Please find all lines containing "recipients" in the listing below and copy them.
#####
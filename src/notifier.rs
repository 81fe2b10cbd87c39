use std::sync::Arc;

use chrono::{DateTime, Utc};
use serde::Serialize;
use url::Url;

use crate::models::User;

/// Summary of a cancelled or deleted session, as sent to recipients.
#[derive(Debug, Clone, Serialize)]
pub struct CancelledTraining {
    pub date_time: DateTime<Utc>,
    pub location: String,
    pub description: Option<String>,
}

/// Delivers cancellation notices through an external webhook.
///
/// Constructed once at startup and handed to the training manager;
/// delivery is best-effort and never blocks or fails the request that
/// triggered it.
#[derive(Clone)]
pub struct NotificationDispatcher {
    client: reqwest::Client,
    base_url: Option<Arc<Url>>,
}

#[derive(Serialize)]
struct CancellationNotice<'a> {
    email: &'a str,
    name: &'a str,
    training: &'a CancelledTraining,
}

impl NotificationDispatcher {
    pub fn new(base_url: Option<Url>) -> Self {
        Self {
            client: reqwest::Client::new(),
            base_url: base_url.map(Arc::new),
        }
    }

    /// Fan-out: one spawned task per recipient. The caller returns
    /// immediately; per-recipient failures are logged and dropped.
    pub fn dispatch_cancellations(&self, recipients: Vec<User>, training: CancelledTraining) {
        if recipients.is_empty() {
            return;
        }
        tracing::info!(
            count = recipients.len(),
            location = %training.location,
            "sending cancellation notices"
        );
        for player in recipients {
            let dispatcher = self.clone();
            let training = training.clone();
            tokio::spawn(async move {
                if !dispatcher
                    .notify_cancellation(&player.email, &player.name, &training)
                    .await
                {
                    tracing::error!(email = %player.email, "failed to deliver cancellation notice");
                }
            });
        }
    }

    pub async fn notify_cancellation(
        &self,
        email: &str,
        name: &str,
        training: &CancelledTraining,
    ) -> bool {
        let Some(base) = &self.base_url else {
            tracing::warn!("notifier not configured: APP_NOTIFIER_BASE_URL not set");
            return false;
        };
        let url = format!("{}/cancellations", base.as_str().trim_end_matches('/'));
        let notice = CancellationNotice {
            email,
            name,
            training,
        };

        match self.client.post(url).json(&notice).send().await {
            Ok(response) if response.status().is_success() => true,
            Ok(response) => {
                tracing::error!(
                    email = %email,
                    status = %response.status(),
                    "notification webhook rejected the notice"
                );
                false
            }
            Err(err) => {
                tracing::error!(email = %email, error = %err, "failed to reach notification webhook");
                false
            }
        }
    }
}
#####
Response to the task:
/// Summary of a cancelled or deleted session, as sent to recipients.
    pub fn dispatch_cancellations(&self, recipients: Vec<User>, training: CancelledTraining) {
        if recipients.is_empty() {
            count = recipients.len(),
        for player in recipients {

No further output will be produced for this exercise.